Well, the company is generally premised on stem cell research rapidly expanding, but we were driven by the market side — now further helped by loosened restrictions on stem cells.
[Christoffersen, whose phone was in and out during the call, referred here to Proposition 71, which passed in 2004 in California and will see $3 billion invested in embryonic stem cell research over the next decade. California is one of eight states, including Connecticut, Illinois, Iowa, Maryland, Massachusetts, New Jersey and New York, that have funded embryonic stem cell research programs since 2001, when Bush limited federal funding to 60 stem cell lines already in existence at that point, only 21 of which were later discovered usable.]
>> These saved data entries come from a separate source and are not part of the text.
/// Number of identical pieces in a line needed to win.
pub const WIN_LENGTH: usize = 4;

#[derive(Debug, Clone, Copy, PartialEq, Eq, Hash)]
pub enum Cell {
    Empty,
    PlayerA,
    PlayerB,
}

impl Cell {
    /// The player occupying this cell, if any.
    pub fn player(self) -> Option<Player> {
        match self {
            Cell::Empty => None,
            Cell::PlayerA => Some(Player::A),
            Cell::PlayerB => Some(Player::B),
        }
    }

    pub fn symbol(self) -> char {
        self.player().map_or(' ', Player::symbol)
    }
}

/// Fixed-size matrix of cells, stored row-major. Row 0 is the top.
#[derive(Debug, Clone, PartialEq, Eq, Hash)]
pub struct Grid {
    width: usize,
    height: usize,
    cells: Vec<Cell>,
}

impl Grid {
    fn new(width: usize, height: usize) -> Self {
        Grid {
            width,
            height,
            cells: vec![Cell::Empty; width * height],
        }
    }

    pub fn width(&self) -> usize {
        self.width
    }

    pub fn height(&self) -> usize {
        self.height
    }

    /// Get the cell at a specific position.
    ///
    /// Panics if `row` or `col` is outside the grid.
    pub fn get(&self, row: usize, col: usize) -> Cell {
        assert!(row < self.height && col < self.width, "cell ({row}, {col}) out of range");
        self.cells[row * self.width + col]
    }

    fn set(&mut self, row: usize, col: usize, cell: Cell) {
        self.cells[row * self.width + col] = cell;
    }
}

/// A Connect Four board of arbitrary size.
///
/// Alongside the grid the board tracks how many pieces sit in each column,
/// so that dropping and lifting a piece never needs to scan.
#[derive(Debug, Clone, PartialEq, Eq, Hash)]
pub struct Board {
    grid: Grid,
    heights: Vec<usize>,
}

impl Board {
    /// Create an empty `width` x `height` board.
    pub fn new(width: usize, height: usize) -> Result<Self, BoardError> {
        if width == 0 || height == 0 {
            return Err(BoardError::InvalidDimensions { width, height });
        }
        Ok(Board {
            grid: Grid::new(width, height),
            heights: vec![0; width],
        })
    }

    /// The usual 7 x 6 board.
    pub fn standard() -> Self {
        Board {
            grid: Grid::new(STANDARD_WIDTH, STANDARD_HEIGHT),
            heights: vec![0; STANDARD_WIDTH],
        }
    }

    pub fn width(&self) -> usize {
        self.grid.width
    }

    pub fn height(&self) -> usize {
        self.grid.height
    }

    pub fn grid(&self) -> &Grid {
        &self.grid
    }

    /// Get the cell at a specific position.
    /// Row 0 is the top, row `height - 1` is the bottom.
    pub fn get(&self, row: usize, col: usize) -> Cell {
        self.grid.get(row, col)
    }

    /// Number of pieces currently in `col` (0 for columns off the board).
    pub fn column_height(&self, col: usize) -> usize {
        self.heights.get(col).copied().unwrap_or(0)
    }

    /// True if `col` is on the board and its top cell is empty.
    pub fn allows_move(&self, col: usize) -> bool {
        col < self.width() && self.heights[col] < self.height()
    }

    /// True once no column accepts another piece.
    pub fn is_full(&self) -> bool {
        (0..self.width()).all(|col| !self.allows_move(col))
    }

    /// Drop `player`'s piece into `col` and return the row it landed in.
    ///
    /// An illegal request (column full or off the board) leaves the board
    /// untouched and returns `None`. Check [`Board::allows_move`] first.
    pub fn add_move(&mut self, col: usize, player: Player) -> Option<usize> {
        if !self.allows_move(col) {
            return None;
        }
        let row = self.height() - 1 - self.heights[col];
        self.grid.set(row, col, player.to_cell());
        self.heights[col] += 1;
        Some(row)
    }

    /// Like [`Board::add_move`], but reports why a move was refused.
    pub fn try_add_move(&mut self, col: usize, player: Player) -> Result<usize, MoveError> {
        if col >= self.width() {
            return Err(MoveError::InvalidColumn(col));
        }
        self.add_move(col, player).ok_or(MoveError::ColumnFull(col))
    }

    /// Lift the top piece out of `col` and return whose it was.
    ///
    /// This is **not** a general undo. It removes whatever sits on top of the
    /// column, so it reverses an [`Board::add_move`] only when no other piece
    /// has landed in the same column since. Pair each speculative add with
    /// its `del_move` before touching that column again.
    pub fn del_move(&mut self, col: usize) -> Option<Player> {
        if col >= self.width() || self.heights[col] == 0 {
            return None;
        }
        let row = self.height() - self.heights[col];
        let removed = self.grid.get(row, col).player();
        self.grid.set(row, col, Cell::Empty);
        self.heights[col] -= 1;
        removed
    }

    /// Empty every cell.
    pub fn clear(&mut self) {
        self.grid.cells.fill(Cell::Empty);
        self.heights.fill(0);
    }

    /// Replay a string of column digits, alternating players and starting
    /// with [`Player::A`].
    ///
    /// Digits naming a column off the board (or a full column) are skipped
    /// but still consume a turn. Any character that is not a decimal digit
    /// rejects the whole string before a single piece is placed.
    pub fn set_board(&mut self, moves: &str) -> Result<(), BoardError> {
        let columns = moves
            .chars()
            .enumerate()
            .map(|(index, found)| {
                found
                    .to_digit(10)
                    .map(|d| d as usize)
                    .ok_or(BoardError::InvalidMoveString { index, found })
            })
            .collect::<Result<Vec<_>, _>>()?;

        let mut player = Player::A;
        for col in columns {
            self.add_move(col, player);
            player = player.other();
        }
        Ok(())
    }

    /// True if `player` has `WIN_LENGTH` pieces in a line anywhere.
    pub fn wins_for(&self, player: Player) -> bool {
        (0..self.height()).any(|row| {
            (0..self.width()).any(|col| {
                Direction::ALL
                    .iter()
                    .any(|&dir| run_in(dir, player, row, col, &self.grid, WIN_LENGTH))
            })
        })
    }

    /// Every column, in ascending order, where `player` would win by moving
    /// right now.
    ///
    /// Each candidate is played and lifted again, so the board is left
    /// exactly as it was found.
    pub fn cols_to_win(&mut self, player: Player) -> Vec<usize> {
        let mut winning = Vec::new();
        for col in 0..self.width() {
            if self.add_move(col, player).is_none() {
                continue;
            }
            if self.wins_for(player) {
                winning.push(col);
            }
            self.del_move(col);
        }
        winning
    }

    /// Columns ordered by distance from the centre, nearer first, with
    /// ties going to the lower index. For width 7: `[3, 2, 4, 1, 5, 0, 6]`.
    pub fn preference_order(&self) -> Vec<usize> {
        let width = self.width();
        let mut order: Vec<usize> = (0..width).collect();
        // Doubled distance keeps even widths (centre between two columns) integral.
        order.sort_by_key(|&col| ((2 * col).abs_diff(width - 1), col));
        order
    }

    /// Pick a column for `player` with one ply of lookahead.
    ///
    /// Takes an immediate win if there is one, otherwise blocks the
    /// opponent's immediate win, otherwise plays the most central open
    /// column. Returns `None` only when the board is full.
    pub fn ai_move(&mut self, player: Player) -> Option<usize> {
        if let Some(&col) = self.cols_to_win(player).first() {
            debug!(player = %player.symbol(), col, "taking winning column");
            return Some(col);
        }
        if let Some(&col) = self.cols_to_win(player.other()).first() {
            debug!(player = %player.symbol(), col, "blocking opponent");
            return Some(col);
        }
        let col = self
            .preference_order()
            .into_iter()
            .find(|&col| self.allows_move(col));
        debug!(player = %player.symbol(), ?col, "no tactic, choosing by preference");
        col
    }
}

impl Default for Board {
    fn default() -> Self {
        Self::standard()
    }
}

/// Rows top to bottom as `|X| |O|`, a dashed base `2 * width + 1` wide, then
/// the column numbers (mod 10). No trailing newline.
impl fmt::Display for Board {
    fn fmt(&self, f: &mut fmt::Formatter<'_>) -> fmt::Result {
        for row in 0..self.height() {
            f.write_str("|")?;
            for col in 0..self.width() {
                write!(f, "{}|", self.get(row, col).symbol())?;
            }
            f.write_str("\n")?;
        }
        f.write_str(&"-".repeat(2 * self.width() + 1))?;
        f.write_str("\n ")?;
        for col in 0..self.width() {
            write!(f, "{} ", col % 10)?;
        }
        Ok(())
    }
}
It’s not the greatest analogy, but when you think of the guy who sells bullets to any and all combatants because they need bullets, similarly, we [as investors in Stemgent] don’t care who’s funding research on stem cells — the federal government, state government, or private concerns. We just know [researchers] need reagents. We thought so [last year] and we think so even more now that stem cell research will be accelerated.
Will the move at all impact OncoMed?
OncoMed deals with a subset of stem cells involved in cancer. With their specialized expertise, they’ll be less effected.
What’s your sense of how healthcare investors might react to yesterday’s development? Will Morgenthaler be taking a harder look at startups centered on stem cell research?
The life sciences team is pretty agnostic. What we like to see are new therapeutic paradigms.
This is probably an unanswerable question, but as a venture capitalist, when you think of the market opportunities around stem cell research, do any figures come to mind?
If you wish to take the optimist’s viewpoint, embryonic stem cells’ ability to be turned into any cells — cardiac cells, cells that will likely prove useful in curing diabetes and other diseases — makes the market opportunity potentially staggering. But as Obama very thoughtfully said yesterday, while the ability to do research will accelerate, we may not see the fruit of those efforts in our lifetimes or even our children’s lifetimes. The best news is that opening up that stem cell research will make it much easier and faster to assess what’s really possible.
So from an investment standpoint, yesterday’s news was good but not game-changing?
From a researcher’s perspective, this is big time. From a product perspective, it’s going to take a while.